5. | REPRESENTATIONS AND WARRANTIES OF CONTRACTOR |
Contractor represents and warrants to ViSalus that (i) Contractor has the legal capacity to execute, deliver and perform this Agreement, (ii) this Agreement is a valid and binding agreement and is fully enforceable against Contractor, (iii) Contractor is not a party to any agreement that would prevent his entering into this Agreement or performing his obligations hereunder, (iv) any work product prepared or provided by Contractor shall not infringe the intellectual property or other rights of any third party, (v) Contractor’s performance of this Agreement will not breach any confidentiality or other agreement, with any former employer or other third party, to which Contractor is bound, (vi) in performing the Services, Contractor shall not make any unauthorized use of any confidential or proprietary information of any other person or entity, and (vii) Contractor has not previously granted, pledged, or made any other disposition to any person or entity, or any right, title or interest in or to the Work, and shall not make sure any disposition to any person or entity other than Visalus.
ViSalus represents and warrants to Contractor that (i) ViSalus has the legal capacity to execute, deliver and perform this Agreement, (ii) this Agreement is a valid and binding agreement and is fully enforceable against ViSalus, (iii) ViSalus is not a party to any agreement that would prevent it from entering into this Agreement or performing its obligations hereunder.
6. | INDEMNIFICATION |
Each Party (an “Indemnifying Party”) shall indemnify and defend the other Party and its affiliates and their respective successors and assigns, and each of their respective officers, directors, partners, managers, employees, stockholders, members, Contractors, attorneys, accountants, representatives, and agents (collectively, the “Indemnified Parties”), in respect of, and hold them harmless against, any and all claims, demands, causes of action, actions, proceedings, judgments, debts, obligations, liabilities, damages, fines, fees, penalties, interest obligations, taxes, deficiencies, losses, costs and expenses (including, without limitation, amounts paid to enforce the provisions of this Section 6 and amounts paid in settlement, interest, court costs, costs of investigators, fees and expenses of attorneys, accountants, financial advisors and other experts, and other expenses) (collectively, “Damages”) incurred or suffered by any of the Indemnified Parties arising out of, resulting from, relating to, or constituting (a) any fraud, misrepresentation or breach of any provision of this Agreement (including, but not limited to, the representations and warranties) by the Indemnifying Party, or (b) any gross negligence or willful misconduct by the Indemnifying Party. In addition, and notwithstanding the foregoing, Contractor shall reimburse and indemnify ViSalus and hold ViSalus harmless against any and all Damages incurred by ViSalus in connection with or arising out of (i) Contractor’s breach of any of Contractor’s warranties, representations, or obligations set forth herein, or (ii) any claim by a third party that the Work, or any portion thereof, infringes or otherwise violates any intellectual property, privacy, or other rights of such party.
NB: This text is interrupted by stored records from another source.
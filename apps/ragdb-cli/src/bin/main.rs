use std::env;
use std::path::{Path, PathBuf};

use indicatif::{ProgressBar, ProgressStyle};
use tracing_subscriber::EnvFilter;

use ragdb_core::config::{Config, Settings};
use ragdb_core::data_processor::{list_txt_files, ChunkingConfig, DataProcessor};
use ragdb_hybrid::{FileOutcome, HybridEngine, LoadOutcome};
use ragdb_vector::SchemaState;

const USAGE: &str = "Usage: ragdb <ingest [dir] | query \"<text>\" [-k N] | files | status>";

fn parse_args() -> (String, Vec<String>) {
    let mut args: Vec<String> = env::args().skip(1).collect();
    if args.is_empty() { eprintln!("{USAGE}"); std::process::exit(1); }
    let cmd = args.remove(0);
    (cmd, args)
}

fn main() -> anyhow::Result<()> {
    tracing_subscriber::fmt()
        .with_env_filter(EnvFilter::try_from_default_env().unwrap_or_else(|_| EnvFilter::new("info")))
        .with_writer(std::io::stderr)
        .with_target(false)
        .init();

    let config = Config::load().map_err(|e| { eprintln!("Error loading config: {}", e); e })?;
    let settings = config.settings()?;
    let (cmd, args) = parse_args();
    let runtime = tokio::runtime::Runtime::new()?;
    match cmd.as_str() {
        "ingest" => {
            let txt_dir = args.first().map(PathBuf::from).unwrap_or_else(|| settings.txt_dir());
            runtime.block_on(ingest(&settings, &txt_dir))?;
        }
        "query" => {
            let (query, k) = parse_query_args(&args, settings.search.default_k);
            runtime.block_on(query_cmd(&settings, &query, k))?;
        }
        "files" => runtime.block_on(files(&settings))?,
        "status" => runtime.block_on(status(&settings))?,
        _ => { eprintln!("Unknown command: {}\n{USAGE}", cmd); std::process::exit(1); }
    }
    Ok(())
}

fn parse_query_args(args: &[String], default_k: usize) -> (String, usize) {
    let mut query = None;
    let mut k = default_k;
    let mut i = 0;
    while i < args.len() {
        match args[i].as_str() {
            "-k" | "--top-k" => {
                match args.get(i + 1).and_then(|v| v.parse::<usize>().ok()) {
                    Some(n) => { k = n; i += 1; }
                    None => { eprintln!("Error: -k requires a number"); std::process::exit(1); }
                }
            }
            other if query.is_none() => query = Some(other.to_string()),
            _ => {}
        }
        i += 1;
    }
    let query = query.unwrap_or_else(|| { eprintln!("Usage: ragdb query \"<text>\" [-k N]"); std::process::exit(1) });
    (query, k)
}

async fn open(settings: &Settings) -> anyhow::Result<(HybridEngine, LoadOutcome)> {
    let engine = HybridEngine::from_settings(settings)?;
    let outcome = engine.load().await?;
    if outcome == LoadOutcome::Stale {
        println!("⚠️  Persisted index was built with another embedder and has been discarded");
    }
    Ok((engine, outcome))
}

async fn ingest(settings: &Settings, txt_dir: &Path) -> anyhow::Result<()> {
    println!("Ingesting from {}", txt_dir.display());
    let (engine, _) = open(settings).await?;
    let processor = DataProcessor::with_config(ChunkingConfig { min_chars: settings.index.min_chunk_chars });
    let paths = list_txt_files(txt_dir);
    tracing::debug!(files = paths.len(), dir = %txt_dir.display(), "ingest started");

    let pb = ProgressBar::new(paths.len() as u64);
    pb.set_style(
        ProgressStyle::default_bar()
            .template("{spinner:.green} [{elapsed_precise}] [{bar:40.cyan/blue}] {pos}/{len} files {msg}")?
            .progress_chars("#>-"),
    );
    let (mut indexed, mut skipped, mut chunks, mut rejected) = (0usize, 0usize, 0usize, 0usize);
    for path in &paths {
        let name = path.file_name().map(|n| n.to_string_lossy().to_string()).unwrap_or_default();
        pb.set_message(name.clone());
        if engine.is_file_indexed(&name).await {
            skipped += 1;
            pb.inc(1);
            continue;
        }
        let processed = processor.process_file(path)?;
        match engine.index_file(&processed.name, &processed.chunks).await? {
            FileOutcome::Indexed(report) => {
                indexed += 1;
                chunks += report.indexed.len();
                rejected += report.failed.len();
            }
            FileOutcome::AlreadyIndexed => skipped += 1,
        }
        pb.inc(1);
    }
    pb.finish_and_clear();

    engine.persist().await?;
    println!("✅ Ingest complete: {} files indexed ({} chunks), {} already indexed", indexed, chunks, skipped);
    if rejected > 0 { println!("⚠️  {} chunks rejected, see log", rejected); }
    println!("📊 Index now holds {} chunks from {} files", engine.len().await, engine.indexed_files().await.len());
    Ok(())
}

async fn query_cmd(settings: &Settings, query: &str, k: usize) -> anyhow::Result<()> {
    let (engine, _) = open(settings).await?;
    let hits = engine.search_scored(query, k).await?;
    if hits.is_empty() { println!("No results."); return Ok(()); }
    for (i, hit) in hits.iter().enumerate() {
        let rank = |r: Option<usize>| r.map(|r| r.to_string()).unwrap_or_else(|| "-".to_string());
        println!("{}. [{:.5}] (vector {}, keyword {})", i + 1, hit.score, rank(hit.vector_rank), rank(hit.text_rank));
        println!("   {}", hit.text);
    }
    Ok(())
}

async fn files(settings: &Settings) -> anyhow::Result<()> {
    let (engine, _) = open(settings).await?;
    let files = engine.indexed_files().await;
    if files.is_empty() { println!("No files indexed."); }
    for name in files { println!("{}", name); }
    Ok(())
}

async fn status(settings: &Settings) -> anyhow::Result<()> {
    let engine = HybridEngine::from_settings(settings)?;
    println!("Store:       {}", engine.store_paths().dir().display());
    println!("Embedder:    {} (dim {})", engine.fingerprint(), engine.dim());
    match engine.check_schema()? {
        SchemaState::Valid(manifest) => {
            println!("Schema:      ✅ valid");
            println!("Chunks:      {}", manifest.chunks);
            println!("Files:       {}", manifest.files.len());
            if let (Some(index), Some(docs)) = (&manifest.index_file, &manifest.docs_file) {
                println!("Generation:  {} + {}", index, docs);
            }
        }
        SchemaState::Stale(manifest) => {
            println!("Schema:      ⚠️  stale (built with {}), will be discarded on next ingest or query", manifest.fingerprint);
        }
        SchemaState::Absent => println!("Schema:      no persisted index"),
    }
    Ok(())
}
7. | INDEPENDENT CONTRACTOR; NO AGENCY |
ViSalus and Contractor agree that Contractor will perform the Services as an independent contractor, retaining reasonable control over and responsibility for Contractor’s own operations. Contractor shall control the time, manner and place of performance of the Services. Without limiting the foregoing, Contractor acknowledges and agrees that Contractor shall not have any right to any compensation or benefits that ViSalus grants its employees, including, without limitation, any salary, pension, stock, bonus, profit sharing, insurance of any kind, health or other benefits that are available to employees of ViSalus. In addition, Contractor shall not use any sub-contractors to perform the Services hereunder and Contractor may not delegate any of his duties hereunder. Contractor will not be considered an employee or agent of ViSalus as a result of this Agreement, nor will Contractor have the authority to contract in the name of or bind ViSalus based on the consulting relationship established hereunder.
8. | MISCELLANEOUS |
(a) Notices. Any notice or other communication required or permitted hereunder shall be in writing and shall be deemed to have been given when delivered by hand, within one (1) business day of facsimile with receipt confirmed, within one (1) business day of transmission by electronic mail or upon receipt when mailed by United States mail, registered or certified, postage prepaid, return receipt requested, addressed to the Parties as set forth in the signature pages hereof. A Party may change or supplement its address for the purposes of receiving notice pursuant to this Section 8(a) by giving the other Parties written notice of the new address in the manner set forth above.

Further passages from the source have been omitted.